■ Work task: Every record must be copied out exactly.

■ Material for this task:
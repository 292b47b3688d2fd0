use std::fmt::Write;

use crowbook_text_processing::escape;
use serde::Serialize;

use super::{FirstFollow, Grammar, LAMBDA};

/// Symbols for LaTeX math mode, joined with `separator`. Lambda becomes
/// `\lambda`, everything else is set upright.
pub(super) fn tex_symbols(symbols: &[&str], separator: &str) -> String {
    symbols
        .iter()
        .map(|&s| match s {
            LAMBDA => r"\lambda".to_string(),
            _ => format!(r"\text{{{}}}", escape::tex(s)),
        })
        .collect::<Vec<_>>()
        .join(separator)
}

/// Every alternative of one non-terminal.
#[derive(Debug, Clone, Serialize)]
pub struct ProductionOutput<'a> {
    pub left: &'a str,
    pub rights: Vec<Vec<&'a str>>,
}

impl ProductionOutput<'_> {
    /// `A -> x | y` on one line, or one alternative per line with the bars
    /// under the arrow when `multiline` is set.
    pub fn to_plaintext(&self, left_width: usize, multiline: bool) -> String {
        let mut out = String::new();
        for (i, right) in self.rights.iter().enumerate() {
            let right = right.join(" ");
            let _ = match (i, multiline) {
                (0, _) => write!(out, "{:>w$} -> {}", self.left, right, w = left_width),
                (_, true) => write!(out, "\n{:>w$}  | {}", "", right, w = left_width),
                (_, false) => write!(out, " | {}", right),
            };
        }
        out
    }

    /// `aligned` puts the arrow in its own column for an `array` environment.
    pub fn to_latex(&self, aligned: bool) -> String {
        if self.rights.is_empty() {
            return String::new();
        }
        let arrow = if aligned { r" & \rightarrow & " } else { r" \rightarrow " };
        let alternatives = self
            .rights
            .iter()
            .map(|right| tex_symbols(right, r"\ "))
            .collect::<Vec<_>>()
            .join(r" \mid ");
        format!("{}{}{}", tex_symbols(&[self.left], ""), arrow, alternatives)
    }
}

#[derive(Serialize)]
pub struct ProductionOutputVec<'a> {
    productions: Vec<ProductionOutput<'a>>,
}

impl ProductionOutputVec<'_> {
    pub fn to_plaintext(&self) -> String {
        let left_width = self
            .productions
            .iter()
            .map(|p| p.left.chars().count())
            .max()
            .unwrap_or(0);
        self.productions
            .iter()
            .map(|p| p.to_plaintext(left_width, true))
            .collect::<Vec<_>>()
            .join("\n")
    }

    pub fn to_latex(&self) -> String {
        let rows = self
            .productions
            .iter()
            .map(|p| p.to_latex(true))
            .collect::<Vec<_>>()
            .join(" \\\\\n");
        format!("\\[\\begin{{array}}{{rcl}}\n{}\n\\end{{array}}\\]", rows)
    }
}

impl Grammar {
    /// Productions grouped by left side, in declaration order of the left sides.
    pub fn to_production_output_vec(&self) -> ProductionOutputVec {
        let productions = self
            .non_terminal_iter()
            .map(|nt| ProductionOutput {
                left: nt.name.as_str(),
                rights: nt
                    .productions
                    .iter()
                    .map(|&p| self.production_to_vec_str(&self.productions[p].right))
                    .collect(),
            })
            .collect();
        ProductionOutputVec { productions }
    }
}

#[derive(Serialize)]
struct NonTerminalOutput<'a> {
    name: &'a str,
    nullable: bool,
    first: Vec<&'a str>,
    follow: Vec<&'a str>,
}

impl NonTerminalOutput<'_> {
    fn to_plaintext(&self) -> String {
        format!(
            "{}: first = {{ {} }}, follow = {{ {} }}",
            self.name,
            self.first.join(" "),
            self.follow.join(" ")
        )
    }

    fn to_latex(&self) -> String {
        format!(
            r"${}$ & {} & $\{{ {} \}}$ & $\{{ {} \}}$",
            tex_symbols(&[self.name], ""),
            if self.nullable { "yes" } else { "no" },
            tex_symbols(&self.first, ", "),
            tex_symbols(&self.follow, ", ")
        )
    }
}

#[derive(Serialize)]
pub struct NonTerminalOutputVec<'a> {
    data: Vec<NonTerminalOutput<'a>>,
}

impl NonTerminalOutputVec<'_> {
    pub fn to_plaintext(&self) -> String {
        self.data
            .iter()
            .map(NonTerminalOutput::to_plaintext)
            .collect::<Vec<_>>()
            .join("\n")
    }

    pub fn to_json(&self) -> String {
        serde_json::to_string(self).unwrap_or_else(|e| format!("{{\"error\":\"{}\"}}", e))
    }

    pub fn to_latex(&self) -> String {
        let mut out = String::from(
            "\\begin{tabular}{l|c|l|l}\nNon-terminal & Nullable & FIRST & FOLLOW \\\\ \\hline\n",
        );
        for row in &self.data {
            out.push_str(&row.to_latex());
            out.push_str(" \\\\\n");
        }
        out.push_str("\\end{tabular}");
        out
    }
}

impl Grammar {
    /// FIRST and FOLLOW members of every non-terminal, in declaration order.
    pub fn to_non_terminal_output_vec<'a>(&'a self, ff: &FirstFollow) -> NonTerminalOutputVec<'a> {
        let data = self
            .non_terminal_iter()
            .map(|nt| NonTerminalOutput {
                name: nt.name.as_str(),
                nullable: ff.nullable(nt.index),
                first: self.set_to_vec_str(ff.first(nt.index)),
                follow: self.set_to_vec_str(ff.follow(nt.index)),
            })
            .collect();
        NonTerminalOutputVec { data }
    }
}

#[cfg(test)]
mod tests {
    use pretty_assertions::assert_eq;

    use crate::Grammar;

    #[test]
    fn productions_grouped_by_left_side() {
        let g = Grammar::parse("<A> -> x <B>\n<B> -> y\n<A> -> lambda").unwrap();
        assert_eq!(
            g.to_production_output_vec().to_plaintext(),
            "<A> -> x <B>\n     | λ\n<B> -> y"
        );
    }

    #[test]
    fn first_follow_plaintext() {
        let g = Grammar::parse("<S> -> <A> b\n<A> -> a\n<A> -> lambda").unwrap();
        let ff = g.calculate_first_follow().unwrap();
        assert_eq!(
            g.to_non_terminal_output_vec(&ff).to_plaintext(),
            "<S>: first = { b a }, follow = { $ }\n<A>: first = { λ a }, follow = { b }"
        );
    }

    #[test]
    fn productions_latex() {
        let g = Grammar::parse("<A> -> x <B>\n<B> -> y\n<A> -> lambda").unwrap();
        let latex = g.to_production_output_vec().to_latex();
        assert!(latex.starts_with(r"\[\begin{array}{rcl}"));
        assert!(latex.ends_with(r"\end{array}\]"));
        assert!(latex.contains(r" & \rightarrow & \text{x}\ "));
        assert!(latex.contains(r" \mid \lambda \\"));
    }

    #[test]
    fn first_follow_latex() {
        let g = Grammar::parse("<S> -> <A> b\n<A> -> a\n<A> -> lambda").unwrap();
        let ff = g.calculate_first_follow().unwrap();
        let latex = g.to_non_terminal_output_vec(&ff).to_latex();
        assert_eq!(latex.lines().count(), 5);
        assert!(latex.contains(r"& yes & $\{ \lambda, \text{a} \}$ & $\{ \text{b} \}$ \\"));
        assert!(latex.contains(r"& no & $\{ \text{b}, \text{a} \}$"));
    }

    #[test]
    fn first_follow_json() {
        let g = Grammar::parse("<S> -> a").unwrap();
        let ff = g.calculate_first_follow().unwrap();
        assert_eq!(
            g.to_non_terminal_output_vec(&ff).to_json(),
            r#"{"data":[{"name":"<S>","nullable":false,"first":["a"],"follow":["$"]}]}"#
        );
    }
}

■ Written solution:
repository 292b47b3688d2fd0
use std::fmt::Write;

use crowbook_text_processing::escape;
use serde::Serialize;

use super::{FirstFollow, Grammar, LAMBDA};

/// Symbols for LaTeX math mode, joined with `separator`. Lambda becomes
/// `\lambda`, everything else is set upright.
pub(super) fn tex_symbols(symbols: &[&str], separator: &str) -> String {
    symbols
        .iter()
        .map(|&s| match s {
            LAMBDA => r"\lambda".to_string(),
            _ => format!(r"\text{{{}}}", escape::tex(s)),
        })
        .collect::<Vec<_>>()
        .join(separator)
}

/// Every alternative of one non-terminal.
#[derive(Debug, Clone, Serialize)]
pub struct ProductionOutput<'a> {
    pub left: &'a str,
    pub rights: Vec<Vec<&'a str>>,
}

impl ProductionOutput<'_> {
    /// `A -> x | y` on one line, or one alternative per line with the bars
    /// under the arrow when `multiline` is set.
    pub fn to_plaintext(&self, left_width: usize, multiline: bool) -> String {
        let mut out = String::new();
        for (i, right) in self.rights.iter().enumerate() {
            let right = right.join(" ");
            let _ = match (i, multiline) {
                (0, _) => write!(out, "{:>w$} -> {}", self.left, right, w = left_width),
                (_, true) => write!(out, "\n{:>w$}  | {}", "", right, w = left_width),
                (_, false) => write!(out, " | {}", right),
            };
        }
        out
    }

    /// `aligned` puts the arrow in its own column for an `array` environment.
    pub fn to_latex(&self, aligned: bool) -> String {
        if self.rights.is_empty() {
            return String::new();
        }
        let arrow = if aligned { r" & \rightarrow & " } else { r" \rightarrow " };
        let alternatives = self
            .rights
            .iter()
            .map(|right| tex_symbols(right, r"\ "))
            .collect::<Vec<_>>()
            .join(r" \mid ");
        format!("{}{}{}", tex_symbols(&[self.left], ""), arrow, alternatives)
    }
}

#[derive(Serialize)]
pub struct ProductionOutputVec<'a> {
    productions: Vec<ProductionOutput<'a>>,
}

impl ProductionOutputVec<'_> {
    pub fn to_plaintext(&self) -> String {
        let left_width = self
            .productions
            .iter()
            .map(|p| p.left.chars().count())
            .max()
            .unwrap_or(0);
        self.productions
            .iter()
            .map(|p| p.to_plaintext(left_width, true))
            .collect::<Vec<_>>()
            .join("\n")
    }

    pub fn to_latex(&self) -> String {
        let rows = self
            .productions
            .iter()
            .map(|p| p.to_latex(true))
            .collect::<Vec<_>>()
            .join(" \\\\\n");
        format!("\\[\\begin{{array}}{{rcl}}\n{}\n\\end{{array}}\\]", rows)
    }
}

impl Grammar {
    /// Productions grouped by left side, in declaration order of the left sides.
    pub fn to_production_output_vec(&self) -> ProductionOutputVec {
        let productions = self
            .non_terminal_iter()
            .map(|nt| ProductionOutput {
                left: nt.name.as_str(),
                rights: nt
                    .productions
                    .iter()
                    .map(|&p| self.production_to_vec_str(&self.productions[p].right))
                    .collect(),
            })
            .collect();
        ProductionOutputVec { productions }
    }
}

#[derive(Serialize)]
struct NonTerminalOutput<'a> {
    name: &'a str,
    nullable: bool,
    first: Vec<&'a str>,
    follow: Vec<&'a str>,
}

impl NonTerminalOutput<'_> {
    fn to_plaintext(&self) -> String {
        format!(
            "{}: first = {{ {} }}, follow = {{ {} }}",
            self.name,
            self.first.join(" "),
            self.follow.join(" ")
        )
    }

    fn to_latex(&self) -> String {
        format!(
            r"${}$ & {} & $\{{ {} \}}$ & $\{{ {} \}}$",
            tex_symbols(&[self.name], ""),
            if self.nullable { "yes" } else { "no" },
            tex_symbols(&self.first, ", "),
            tex_symbols(&self.follow, ", ")
        )
    }
}

#[derive(Serialize)]
pub struct NonTerminalOutputVec<'a> {
    data: Vec<NonTerminalOutput<'a>>,
}

impl NonTerminalOutputVec<'_> {
    pub fn to_plaintext(&self) -> String {
        self.data
            .iter()
            .map(NonTerminalOutput::to_plaintext)
            .collect::<Vec<_>>()
            .join("\n")
    }

    pub fn to_json(&self) -> String {
        serde_json::to_string(self).unwrap_or_else(|e| format!("{{\"error\":\"{}\"}}", e))
    }

    pub fn to_latex(&self) -> String {
        let mut out = String::from(
            "\\begin{tabular}{l|c|l|l}\nNon-terminal & Nullable & FIRST & FOLLOW \\\\ \\hline\n",
        );
        for row in &self.data {
            out.push_str(&row.to_latex());
            out.push_str(" \\\\\n");
        }
        out.push_str("\\end{tabular}");
        out
    }
}

impl Grammar {
    /// FIRST and FOLLOW members of every non-terminal, in declaration order.
    pub fn to_non_terminal_output_vec<'a>(&'a self, ff: &FirstFollow) -> NonTerminalOutputVec<'a> {
        let data = self
            .non_terminal_iter()
            .map(|nt| NonTerminalOutput {
                name: nt.name.as_str(),
                nullable: ff.nullable(nt.index),
                first: self.set_to_vec_str(ff.first(nt.index)),
                follow: self.set_to_vec_str(ff.follow(nt.index)),
            })
            .collect();
        NonTerminalOutputVec { data }
    }
}

#[cfg(test)]
mod tests {
    use pretty_assertions::assert_eq;

    use crate::Grammar;

    #[test]
    fn productions_grouped_by_left_side() {
        let g = Grammar::parse("<A> -> x <B>\n<B> -> y\n<A> -> lambda").unwrap();
        assert_eq!(
            g.to_production_output_vec().to_plaintext(),
            "<A> -> x <B>\n     | λ\n<B> -> y"
        );
    }

    #[test]
    fn first_follow_plaintext() {
        let g = Grammar::parse("<S> -> <A> b\n<A> -> a\n<A> -> lambda").unwrap();
        let ff = g.calculate_first_follow().unwrap();
        assert_eq!(
            g.to_non_terminal_output_vec(&ff).to_plaintext(),
            "<S>: first = { b a }, follow = { $ }\n<A>: first = { λ a }, follow = { b }"
        );
    }

    #[test]
    fn productions_latex() {
        let g = Grammar::parse("<A> -> x <B>\n<B> -> y\n<A> -> lambda").unwrap();
        let latex = g.to_production_output_vec().to_latex();
        assert!(latex.starts_with(r"\[\begin{array}{rcl}"));
        assert!(latex.ends_with(r"\end{array}\]"));
        assert!(latex.contains(r" & \rightarrow & \text{x}\ "));
        assert!(latex.contains(r" \mid \lambda \\"));
    }

    #[test]
    fn first_follow_latex() {
        let g = Grammar::parse("<S> -> <A> b\n<A> -> a\n<A> -> lambda").unwrap();
        let ff = g.calculate_first_follow().unwrap();
        let latex = g.to_non_terminal_output_vec(&ff).to_latex();
        assert_eq!(latex.lines().count(), 5);
        assert!(latex.contains(r"& yes & $\{ \lambda, \text{a} \}$ & $\{ \text{b} \}$ \\"));
        assert!(latex.contains(r"& no & $\{ \text{b}, \text{a} \}$"));
    }

    #[test]
    fn first_follow_json() {
        let g = Grammar::parse("<S> -> a").unwrap();
        let ff = g.calculate_first_follow().unwrap();
        assert_eq!(
            g.to_non_terminal_output_vec(&ff).to_json(),
            r#"{"data":[{"name":"<S>","nullable":false,"first":["a"],"follow":["$"]}]}"#
        );
    }
}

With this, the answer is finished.